Conservatism or fascism
The first time I read Oakeshott was the first time I realized that conservatism did not equal Rush Limbaugh.
It seems that conservatism, as the media portrays it (now), has for the past ten to thirty years (take your pick) has been equivalent to what we used to call fascism. Make no mistake; the media does not call conservatism by the name of fascism, but that’s just in an effort to be fair and balanced.
But conservatism isn’t really a bad thing – and I mean conservatism, not the just-mentioned but usually not-uttered fascism. Take, for instance, Andrew Sullivan, who calls himself a conservative. I sometimes have my doubts about that, but perhaps that is due to the corruption of conservatism he discusses:
From the green shoots of Hayek and Oakeshott and Friedman to the final blooming of Thatcher and Reagan, this regenerated conservatism really did restore the balance between state and society toward society and away from the state. It harnessed traditional impulses – nationalism in Britain, evangelicalism in America – but it never fully gave into them. Its pragmatism remained in the Reagan tax hikes, Thatcher’s retention of socialized medicine, their mutual outreach to Gorbachev, and Thatcher’s insistence on international law. In some ways, I believe, the pinnacle of this conservative achievement came in the presidency of George H W Bush and the premiership of John Major.

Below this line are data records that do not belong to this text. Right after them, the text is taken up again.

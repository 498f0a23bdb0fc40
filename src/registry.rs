//! Type registry: per-role size, copy, cleanup and comparison.
//!
//! Built-in tags carry fixed behavior. `TypeTag::Custom` payloads are
//! fixed-size byte blobs whose behavior is supplied through `CustomType`;
//! the dictionary resolves one `TypeOps` for keys and one for values at
//! construction and never looks the tag up again.

use crate::error::{CopyError, DictError};
use crate::value::{Role, TypeTag, Value};
use core::fmt;
use std::rc::Rc;

/// Copies `src` into the freshly allocated `dst` of the same length.
pub type CopyFn = Rc<dyn Fn(&[u8], &mut [u8]) -> Result<(), CopyError>>;
/// Runs before a dictionary-owned payload is released.
pub type CleanupFn = Rc<dyn Fn(&mut [u8])>;
/// Key equality for custom blobs.
pub type CompareFn = Rc<dyn Fn(&[u8], &[u8]) -> bool>;

/// Caller-supplied description of a `TypeTag::Custom` payload.
///
/// Size, copy and cleanup are mandatory; a dictionary refuses to build
/// when any of them is missing. Compare defaults to byte equality and, when
/// supplied for keys, must agree with it: keys are hashed from their raw bytes.
#[derive(Clone, Default)]
pub struct CustomType {
    size: Option<usize>,
    copy: Option<CopyFn>,
    cleanup: Option<CleanupFn>,
    compare: Option<CompareFn>,
}

impl CustomType {
    pub fn new() -> Self {
        Self::default()
    }

    /// Blob of `size` bytes copied with `copy_from_slice` and no cleanup.
    pub fn plain(size: usize) -> Self {
        Self::new()
            .size(size)
            .copy_with(|src, dst| {
                dst.copy_from_slice(src);
                Ok(())
            })
            .cleanup_with(|_| {})
    }

    pub fn size(mut self, size: usize) -> Self {
        self.size = Some(size);
        self
    }

    pub fn copy_with<F>(mut self, f: F) -> Self
    where
        F: Fn(&[u8], &mut [u8]) -> Result<(), CopyError> + 'static,
    {
        self.copy = Some(Rc::new(f));
        self
    }

    pub fn cleanup_with<F>(mut self, f: F) -> Self
    where
        F: Fn(&mut [u8]) + 'static,
    {
        self.cleanup = Some(Rc::new(f));
        self
    }

    pub fn compare_with<F>(mut self, f: F) -> Self
    where
        F: Fn(&[u8], &[u8]) -> bool + 'static,
    {
        self.compare = Some(Rc::new(f));
        self
    }
}

impl fmt::Debug for CustomType {
    fn fmt(&self, f: &mut fmt::Formatter<'_>) -> fmt::Result {
        f.debug_struct("CustomType")
            .field("size", &self.size)
            .field("copy", &self.copy.is_some())
            .field("cleanup", &self.cleanup.is_some())
            .field("compare", &self.compare.is_some())
            .finish()
    }
}

struct CustomOps {
    size: usize,
    copy: CopyFn,
    cleanup: CleanupFn,
    compare: Option<CompareFn>,
}

/// Resolved behavior for one role (keys or values) of a dictionary.
pub(crate) struct TypeOps {
    role: Role,
    tag: TypeTag,
    custom: Option<CustomOps>,
}

impl TypeOps {
    pub(crate) fn resolve(
        role: Role,
        tag: TypeTag,
        custom: Option<CustomType>,
    ) -> Result<Self, DictError> {
        let custom = match (tag, custom) {
            (TypeTag::Custom, None) => {
                return Err(DictError::config(format!(
                    "custom {role} type requires size, copy and cleanup functions"
                )))
            }
            (TypeTag::Custom, Some(spec)) => {
                let size = spec
                    .size
                    .ok_or_else(|| DictError::config(format!("custom {role} size missing")))?;
                if size == 0 {
                    return Err(DictError::config(format!("custom {role} size must be non-zero")));
                }
                let copy = spec.copy.ok_or_else(|| {
                    DictError::config(format!("custom {role} copy function missing"))
                })?;
                let cleanup = spec.cleanup.ok_or_else(|| {
                    DictError::config(format!("custom {role} cleanup function missing"))
                })?;
                Some(CustomOps {
                    size,
                    copy,
                    cleanup,
                    compare: spec.compare,
                })
            }
            (other, Some(_)) => {
                return Err(DictError::config(format!(
                    "custom {role} functions supplied for built-in type {other}"
                )))
            }
            (_, None) => None,
        };
        Ok(Self { role, tag, custom })
    }

    pub(crate) fn tag(&self) -> TypeTag {
        self.tag
    }

    /// Byte size of one payload; `None` for strings.
    pub(crate) fn size(&self) -> Option<usize> {
        match &self.custom {
            Some(c) => Some(c.size),
            None => self.tag.fixed_size(),
        }
    }

    pub(crate) fn has_cleanup(&self) -> bool {
        self.custom.is_some()
    }

    /// Verify a caller payload matches this role's tag (and size for blobs).
    pub(crate) fn check(&self, v: &Value) -> Result<(), DictError> {
        if v.tag() != self.tag {
            return Err(DictError::TypeMismatch {
                role: self.role,
                expected: self.tag,
                found: v.tag(),
            });
        }
        if let (Some(c), Value::Custom(bytes)) = (&self.custom, v) {
            if bytes.len() != c.size {
                return Err(DictError::SizeMismatch {
                    role: self.role,
                    expected: c.size,
                    found: bytes.len(),
                });
            }
        }
        Ok(())
    }

    /// Produce a dictionary-owned copy of `src`. `src` must have passed `check`.
    pub(crate) fn copy(&self, src: &Value) -> Result<Value, DictError> {
        match (src, &self.custom) {
            (Value::Str(s), _) => {
                let mut out = String::new();
                out.try_reserve_exact(s.len())
                    .map_err(|_| self.alloc_failure(s.len()))?;
                out.push_str(s);
                Ok(Value::Str(out))
            }
            (Value::Custom(bytes), Some(c)) => {
                let mut buf: Vec<u8> = Vec::new();
                buf.try_reserve_exact(c.size)
                    .map_err(|_| self.alloc_failure(c.size))?;
                buf.resize(c.size, 0);
                (c.copy)(&bytes[..], &mut buf[..]).map_err(|source| DictError::CopyFailed {
                    role: self.role,
                    source,
                })?;
                Ok(Value::Custom(buf.into_boxed_slice()))
            }
            (other, _) => Ok(other.clone()),
        }
    }

    /// Release hook for an owned payload; built-in types need nothing beyond `Drop`.
    pub(crate) fn cleanup(&self, v: &mut Value) {
        if let (Some(c), Value::Custom(bytes)) = (&self.custom, v) {
            (c.cleanup)(&mut bytes[..]);
        }
    }

    pub(crate) fn equals(&self, a: &Value, b: &Value) -> bool {
        match (&self.custom, a, b) {
            (Some(c), Value::Custom(x), Value::Custom(y)) => match &c.compare {
                Some(cmp) => cmp(&x[..], &y[..]),
                None => x[..] == y[..],
            },
            _ => a.bit_eq(b),
        }
    }

    fn alloc_failure(&self, bytes: usize) -> DictError {
        DictError::AllocationFailure {
            role: self.role,
            bytes,
        }
    }
}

I have never been convinced of the goodness of Reagan. Then again, I haven’t liked almost any policy since the creation of the National Security state. However, if you want to look for conservatism in government, I suppose Reagan is your best choice. A good article on conservatism, by Freddie DeBoer, said,
In any event, the slow-change conservative is dismissed as an out-of-touch dissident, and the slow-change conservative movement is no more. What we have, instead, is the People’s Revolutionary Party of Conservatism. The temperate conservative victory of the second Clinton administration, restraining a president and Congress somewhat inclined towards broader and deeper change than they achieved, has been replaced as a basic template for success by the large-scale conquests (both attempted and achieved) of the Bush years. That these large measures seem to have led to short-term disaster for the Republican party is generally regarded as a consequence of Bushism, and not symptomatic of the drastic but unheralded changes in the right’s tactical regime. Lurching from fight to fight and election to election, the Republican Party is not always sure of where it wants to go, but it is certainly in a hurry to get there. This is part of what makes internecine battles within the American right so shockingly angry; decisions made within the policy apparatus no longer lead to small steps and modest goals but rather to the vast expenditure of money, political capital and man hours. Conservatism is on the march.
I cannot join call myself a conservative, but I can understand that the idea is not a bad idea. Oakeshott, Burke, and all classical conservatives will tell you that it is the desire to keep things as they are – or to not change to the unknown – is the central tenet of conservatism’s ideology.
With that, I can take philosophical issue. And I do.